### TASK DETAILS:
Could you count the lines below that include the word "original" and give only the number?

MATERIAL PROVIDED below:

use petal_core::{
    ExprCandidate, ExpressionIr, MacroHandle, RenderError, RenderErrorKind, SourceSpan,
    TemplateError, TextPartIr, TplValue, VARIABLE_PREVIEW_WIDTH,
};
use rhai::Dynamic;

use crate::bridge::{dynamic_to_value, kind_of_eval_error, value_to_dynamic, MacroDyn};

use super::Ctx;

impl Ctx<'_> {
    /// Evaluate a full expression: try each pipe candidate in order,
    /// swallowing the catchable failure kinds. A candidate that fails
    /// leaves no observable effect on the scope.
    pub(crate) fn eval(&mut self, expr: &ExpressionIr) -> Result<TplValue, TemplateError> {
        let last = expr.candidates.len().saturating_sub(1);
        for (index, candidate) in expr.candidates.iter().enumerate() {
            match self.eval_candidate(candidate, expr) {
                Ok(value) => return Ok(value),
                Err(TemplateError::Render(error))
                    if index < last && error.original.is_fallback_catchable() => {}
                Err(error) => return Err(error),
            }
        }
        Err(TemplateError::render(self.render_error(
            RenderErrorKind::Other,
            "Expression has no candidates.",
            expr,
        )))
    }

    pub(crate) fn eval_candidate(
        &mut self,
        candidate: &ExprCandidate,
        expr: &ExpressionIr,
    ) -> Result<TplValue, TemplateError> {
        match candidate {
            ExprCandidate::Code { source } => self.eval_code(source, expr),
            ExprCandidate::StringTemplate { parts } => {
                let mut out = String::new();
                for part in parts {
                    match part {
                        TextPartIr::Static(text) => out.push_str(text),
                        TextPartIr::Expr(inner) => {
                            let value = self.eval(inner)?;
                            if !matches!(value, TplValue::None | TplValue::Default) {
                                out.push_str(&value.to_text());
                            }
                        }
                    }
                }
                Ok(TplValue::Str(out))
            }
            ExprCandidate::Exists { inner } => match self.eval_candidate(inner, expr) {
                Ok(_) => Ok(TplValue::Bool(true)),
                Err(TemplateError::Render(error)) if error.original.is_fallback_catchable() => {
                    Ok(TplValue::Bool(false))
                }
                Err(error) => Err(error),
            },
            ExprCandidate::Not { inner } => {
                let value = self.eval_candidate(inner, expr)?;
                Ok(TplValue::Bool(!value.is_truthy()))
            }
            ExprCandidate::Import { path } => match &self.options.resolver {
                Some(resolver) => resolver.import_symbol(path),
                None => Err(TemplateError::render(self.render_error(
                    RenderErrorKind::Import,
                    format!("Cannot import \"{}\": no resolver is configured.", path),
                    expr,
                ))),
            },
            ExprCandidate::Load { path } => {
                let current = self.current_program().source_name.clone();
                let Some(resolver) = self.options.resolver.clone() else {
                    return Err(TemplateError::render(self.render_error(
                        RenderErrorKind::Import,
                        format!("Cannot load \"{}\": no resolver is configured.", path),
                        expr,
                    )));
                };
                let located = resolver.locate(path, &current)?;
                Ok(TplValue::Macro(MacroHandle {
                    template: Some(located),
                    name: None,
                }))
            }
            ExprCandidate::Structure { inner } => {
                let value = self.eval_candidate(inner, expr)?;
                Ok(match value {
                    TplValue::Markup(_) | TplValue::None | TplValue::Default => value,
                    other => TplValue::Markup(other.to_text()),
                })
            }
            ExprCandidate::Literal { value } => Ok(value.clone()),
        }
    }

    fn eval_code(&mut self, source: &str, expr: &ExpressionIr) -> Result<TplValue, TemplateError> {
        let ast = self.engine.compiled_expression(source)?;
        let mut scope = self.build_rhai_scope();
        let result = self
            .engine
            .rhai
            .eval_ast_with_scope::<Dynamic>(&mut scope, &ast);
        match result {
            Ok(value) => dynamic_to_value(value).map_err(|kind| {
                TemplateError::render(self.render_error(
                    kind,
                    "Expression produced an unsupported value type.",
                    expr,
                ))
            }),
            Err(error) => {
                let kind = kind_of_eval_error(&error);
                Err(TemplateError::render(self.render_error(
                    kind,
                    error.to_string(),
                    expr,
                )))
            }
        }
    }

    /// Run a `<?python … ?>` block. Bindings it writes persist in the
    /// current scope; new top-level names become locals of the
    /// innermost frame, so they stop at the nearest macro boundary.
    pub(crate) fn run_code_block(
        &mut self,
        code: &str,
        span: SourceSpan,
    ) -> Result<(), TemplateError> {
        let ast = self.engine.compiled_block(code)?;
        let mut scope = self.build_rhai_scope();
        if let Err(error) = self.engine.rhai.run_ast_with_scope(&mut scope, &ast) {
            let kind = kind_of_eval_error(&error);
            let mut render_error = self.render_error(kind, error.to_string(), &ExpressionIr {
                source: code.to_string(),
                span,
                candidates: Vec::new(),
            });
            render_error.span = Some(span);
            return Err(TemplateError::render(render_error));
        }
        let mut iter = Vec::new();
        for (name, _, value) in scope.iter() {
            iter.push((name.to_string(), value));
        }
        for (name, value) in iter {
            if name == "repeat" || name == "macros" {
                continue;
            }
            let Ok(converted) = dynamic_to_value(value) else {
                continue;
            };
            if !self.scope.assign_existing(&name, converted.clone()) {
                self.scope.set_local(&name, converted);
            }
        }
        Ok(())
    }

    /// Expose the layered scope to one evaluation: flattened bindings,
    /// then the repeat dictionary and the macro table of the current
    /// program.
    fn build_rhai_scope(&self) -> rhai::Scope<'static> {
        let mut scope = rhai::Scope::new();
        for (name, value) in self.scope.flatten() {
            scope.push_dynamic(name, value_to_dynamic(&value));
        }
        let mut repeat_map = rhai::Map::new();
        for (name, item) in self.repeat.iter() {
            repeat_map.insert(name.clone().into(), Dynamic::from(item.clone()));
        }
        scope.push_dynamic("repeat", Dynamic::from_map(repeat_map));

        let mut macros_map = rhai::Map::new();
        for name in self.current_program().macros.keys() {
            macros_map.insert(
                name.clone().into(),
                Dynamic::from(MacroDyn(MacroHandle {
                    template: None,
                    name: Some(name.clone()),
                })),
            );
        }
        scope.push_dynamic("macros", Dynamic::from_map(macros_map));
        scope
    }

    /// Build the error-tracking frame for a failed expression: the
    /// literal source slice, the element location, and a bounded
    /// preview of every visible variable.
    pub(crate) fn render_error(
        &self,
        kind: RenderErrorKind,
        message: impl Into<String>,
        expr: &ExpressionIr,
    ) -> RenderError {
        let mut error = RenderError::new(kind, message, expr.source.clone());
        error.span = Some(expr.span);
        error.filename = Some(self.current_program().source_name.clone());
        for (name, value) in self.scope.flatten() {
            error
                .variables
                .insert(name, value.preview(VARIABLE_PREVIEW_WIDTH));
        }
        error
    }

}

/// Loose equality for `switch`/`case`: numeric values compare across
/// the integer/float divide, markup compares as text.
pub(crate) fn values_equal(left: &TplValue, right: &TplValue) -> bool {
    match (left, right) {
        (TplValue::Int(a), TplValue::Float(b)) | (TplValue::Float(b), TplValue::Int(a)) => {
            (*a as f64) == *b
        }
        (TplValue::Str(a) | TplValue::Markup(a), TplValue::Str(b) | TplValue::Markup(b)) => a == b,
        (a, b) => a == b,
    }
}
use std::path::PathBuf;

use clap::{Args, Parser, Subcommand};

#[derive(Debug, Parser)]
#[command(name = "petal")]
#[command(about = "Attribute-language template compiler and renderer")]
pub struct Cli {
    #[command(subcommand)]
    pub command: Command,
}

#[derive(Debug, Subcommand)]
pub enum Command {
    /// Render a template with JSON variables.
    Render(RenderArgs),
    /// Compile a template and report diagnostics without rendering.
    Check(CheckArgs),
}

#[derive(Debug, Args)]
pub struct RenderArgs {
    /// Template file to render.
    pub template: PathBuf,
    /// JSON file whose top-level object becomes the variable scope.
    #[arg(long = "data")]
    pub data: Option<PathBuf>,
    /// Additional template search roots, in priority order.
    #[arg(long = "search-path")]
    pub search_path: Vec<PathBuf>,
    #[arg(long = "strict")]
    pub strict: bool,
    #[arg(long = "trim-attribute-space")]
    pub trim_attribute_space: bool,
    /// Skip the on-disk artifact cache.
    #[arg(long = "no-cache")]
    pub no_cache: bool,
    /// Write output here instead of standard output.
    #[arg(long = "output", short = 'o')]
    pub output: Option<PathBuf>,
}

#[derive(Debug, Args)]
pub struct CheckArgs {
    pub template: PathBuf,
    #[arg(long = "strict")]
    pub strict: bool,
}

End of MATERIAL PROVIDED.
MATERIAL PROVIDED below:

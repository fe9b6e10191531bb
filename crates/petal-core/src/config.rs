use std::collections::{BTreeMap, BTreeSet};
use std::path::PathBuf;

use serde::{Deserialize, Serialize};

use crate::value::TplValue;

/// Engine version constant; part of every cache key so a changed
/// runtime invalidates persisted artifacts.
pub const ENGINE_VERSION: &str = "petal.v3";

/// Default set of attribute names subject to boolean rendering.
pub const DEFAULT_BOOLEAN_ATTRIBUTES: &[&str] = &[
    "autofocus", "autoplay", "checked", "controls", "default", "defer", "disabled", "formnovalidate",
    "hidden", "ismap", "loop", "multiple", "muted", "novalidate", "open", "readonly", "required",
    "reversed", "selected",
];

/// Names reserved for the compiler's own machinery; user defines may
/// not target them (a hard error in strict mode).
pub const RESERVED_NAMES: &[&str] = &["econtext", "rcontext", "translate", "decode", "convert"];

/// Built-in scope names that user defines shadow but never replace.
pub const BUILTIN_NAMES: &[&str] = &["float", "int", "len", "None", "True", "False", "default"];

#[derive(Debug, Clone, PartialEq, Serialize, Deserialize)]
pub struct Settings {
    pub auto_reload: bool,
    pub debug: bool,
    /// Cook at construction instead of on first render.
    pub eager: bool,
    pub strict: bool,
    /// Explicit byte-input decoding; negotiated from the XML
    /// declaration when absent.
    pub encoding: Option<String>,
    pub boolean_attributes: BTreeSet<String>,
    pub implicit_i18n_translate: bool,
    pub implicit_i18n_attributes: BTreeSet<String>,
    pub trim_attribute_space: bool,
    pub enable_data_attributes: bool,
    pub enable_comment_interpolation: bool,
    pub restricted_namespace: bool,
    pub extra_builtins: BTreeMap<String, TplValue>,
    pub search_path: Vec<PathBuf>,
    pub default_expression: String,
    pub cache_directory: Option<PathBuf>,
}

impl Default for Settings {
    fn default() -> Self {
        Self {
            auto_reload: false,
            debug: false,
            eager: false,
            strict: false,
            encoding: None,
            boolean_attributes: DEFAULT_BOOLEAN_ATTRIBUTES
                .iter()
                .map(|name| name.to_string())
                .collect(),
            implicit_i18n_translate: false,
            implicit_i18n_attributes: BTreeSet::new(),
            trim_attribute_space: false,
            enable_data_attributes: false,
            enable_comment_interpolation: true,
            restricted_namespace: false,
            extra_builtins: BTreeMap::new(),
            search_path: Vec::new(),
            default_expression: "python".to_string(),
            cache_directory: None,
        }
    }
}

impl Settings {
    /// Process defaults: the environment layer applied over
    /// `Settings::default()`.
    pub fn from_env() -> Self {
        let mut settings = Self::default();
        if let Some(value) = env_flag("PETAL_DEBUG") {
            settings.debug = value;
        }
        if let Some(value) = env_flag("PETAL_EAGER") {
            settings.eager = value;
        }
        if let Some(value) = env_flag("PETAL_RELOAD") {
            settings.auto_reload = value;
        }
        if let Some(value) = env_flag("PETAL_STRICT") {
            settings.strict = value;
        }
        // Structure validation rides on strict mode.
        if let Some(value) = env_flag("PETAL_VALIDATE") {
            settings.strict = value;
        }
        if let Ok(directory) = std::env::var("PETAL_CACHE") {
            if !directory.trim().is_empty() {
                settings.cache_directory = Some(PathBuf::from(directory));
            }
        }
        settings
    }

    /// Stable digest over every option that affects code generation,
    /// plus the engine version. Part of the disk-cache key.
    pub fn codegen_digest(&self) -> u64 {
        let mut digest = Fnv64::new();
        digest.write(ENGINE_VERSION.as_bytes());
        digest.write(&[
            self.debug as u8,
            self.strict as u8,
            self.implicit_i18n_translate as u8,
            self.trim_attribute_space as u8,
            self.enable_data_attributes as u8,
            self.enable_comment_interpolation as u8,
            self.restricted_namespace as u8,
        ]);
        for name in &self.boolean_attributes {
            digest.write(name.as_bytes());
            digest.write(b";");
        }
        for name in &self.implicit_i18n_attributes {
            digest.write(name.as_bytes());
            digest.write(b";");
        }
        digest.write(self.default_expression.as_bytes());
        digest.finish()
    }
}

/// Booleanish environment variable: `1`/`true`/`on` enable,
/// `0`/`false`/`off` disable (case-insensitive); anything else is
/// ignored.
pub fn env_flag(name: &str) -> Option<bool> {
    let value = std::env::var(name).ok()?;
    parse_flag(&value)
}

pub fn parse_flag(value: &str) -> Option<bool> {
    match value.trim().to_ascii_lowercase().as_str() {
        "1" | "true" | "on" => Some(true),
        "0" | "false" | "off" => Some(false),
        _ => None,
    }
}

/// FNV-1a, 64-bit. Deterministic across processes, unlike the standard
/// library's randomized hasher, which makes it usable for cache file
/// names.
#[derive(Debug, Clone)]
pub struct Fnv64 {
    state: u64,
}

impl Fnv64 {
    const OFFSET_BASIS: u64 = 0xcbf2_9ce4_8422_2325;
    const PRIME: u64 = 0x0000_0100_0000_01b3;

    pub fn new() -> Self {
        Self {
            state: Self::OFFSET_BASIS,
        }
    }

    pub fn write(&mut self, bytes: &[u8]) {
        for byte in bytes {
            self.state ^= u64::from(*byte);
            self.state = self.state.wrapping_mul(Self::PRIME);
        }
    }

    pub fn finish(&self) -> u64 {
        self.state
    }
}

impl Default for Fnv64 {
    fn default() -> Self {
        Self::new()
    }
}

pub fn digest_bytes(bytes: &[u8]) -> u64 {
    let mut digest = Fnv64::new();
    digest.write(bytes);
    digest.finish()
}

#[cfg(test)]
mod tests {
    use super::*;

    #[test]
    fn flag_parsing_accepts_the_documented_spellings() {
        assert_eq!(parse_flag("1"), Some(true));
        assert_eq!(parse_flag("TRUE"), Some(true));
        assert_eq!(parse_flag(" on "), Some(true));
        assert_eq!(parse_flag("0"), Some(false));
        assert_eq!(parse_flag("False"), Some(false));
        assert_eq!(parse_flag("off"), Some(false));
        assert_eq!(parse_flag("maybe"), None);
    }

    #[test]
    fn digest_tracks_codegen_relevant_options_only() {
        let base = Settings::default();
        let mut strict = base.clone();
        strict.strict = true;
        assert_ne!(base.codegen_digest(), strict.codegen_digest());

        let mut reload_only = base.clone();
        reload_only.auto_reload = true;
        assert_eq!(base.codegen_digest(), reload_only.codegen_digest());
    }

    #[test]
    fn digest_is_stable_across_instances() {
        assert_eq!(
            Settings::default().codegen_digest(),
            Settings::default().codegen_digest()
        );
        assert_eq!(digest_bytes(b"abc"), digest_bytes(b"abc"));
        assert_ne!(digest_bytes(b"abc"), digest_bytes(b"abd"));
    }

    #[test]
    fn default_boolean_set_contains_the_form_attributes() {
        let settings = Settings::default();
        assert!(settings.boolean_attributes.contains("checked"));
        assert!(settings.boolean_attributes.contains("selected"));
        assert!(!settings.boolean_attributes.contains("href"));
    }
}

End of MATERIAL PROVIDED.
MATERIAL PROVIDED below:

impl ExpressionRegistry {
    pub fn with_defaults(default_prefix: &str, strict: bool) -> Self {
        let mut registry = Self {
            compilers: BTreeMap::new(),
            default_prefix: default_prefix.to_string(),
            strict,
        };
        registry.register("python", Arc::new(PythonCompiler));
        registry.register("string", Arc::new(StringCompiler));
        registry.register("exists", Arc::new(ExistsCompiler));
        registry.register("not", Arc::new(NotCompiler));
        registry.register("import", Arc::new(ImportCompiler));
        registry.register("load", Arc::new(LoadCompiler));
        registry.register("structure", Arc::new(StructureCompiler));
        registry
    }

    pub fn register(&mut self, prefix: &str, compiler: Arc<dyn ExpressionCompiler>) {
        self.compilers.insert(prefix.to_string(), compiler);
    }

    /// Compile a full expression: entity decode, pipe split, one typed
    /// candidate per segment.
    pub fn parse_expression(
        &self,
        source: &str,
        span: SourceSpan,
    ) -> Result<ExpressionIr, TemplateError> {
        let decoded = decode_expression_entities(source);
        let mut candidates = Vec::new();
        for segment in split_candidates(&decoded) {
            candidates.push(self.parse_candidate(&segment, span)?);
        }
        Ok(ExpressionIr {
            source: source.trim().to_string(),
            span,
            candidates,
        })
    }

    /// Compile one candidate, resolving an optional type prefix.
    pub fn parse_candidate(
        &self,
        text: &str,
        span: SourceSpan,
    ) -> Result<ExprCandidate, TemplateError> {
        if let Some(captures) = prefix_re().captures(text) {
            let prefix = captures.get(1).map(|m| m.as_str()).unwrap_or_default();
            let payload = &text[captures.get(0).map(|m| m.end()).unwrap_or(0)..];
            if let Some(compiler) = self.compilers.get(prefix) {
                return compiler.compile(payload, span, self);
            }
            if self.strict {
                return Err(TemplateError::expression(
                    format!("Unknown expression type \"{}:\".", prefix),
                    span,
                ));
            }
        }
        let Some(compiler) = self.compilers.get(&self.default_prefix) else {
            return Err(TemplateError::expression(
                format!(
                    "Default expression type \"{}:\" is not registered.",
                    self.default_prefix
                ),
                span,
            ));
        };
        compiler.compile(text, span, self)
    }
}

End of MATERIAL PROVIDED.

### EXERCISE OUTPUT:
2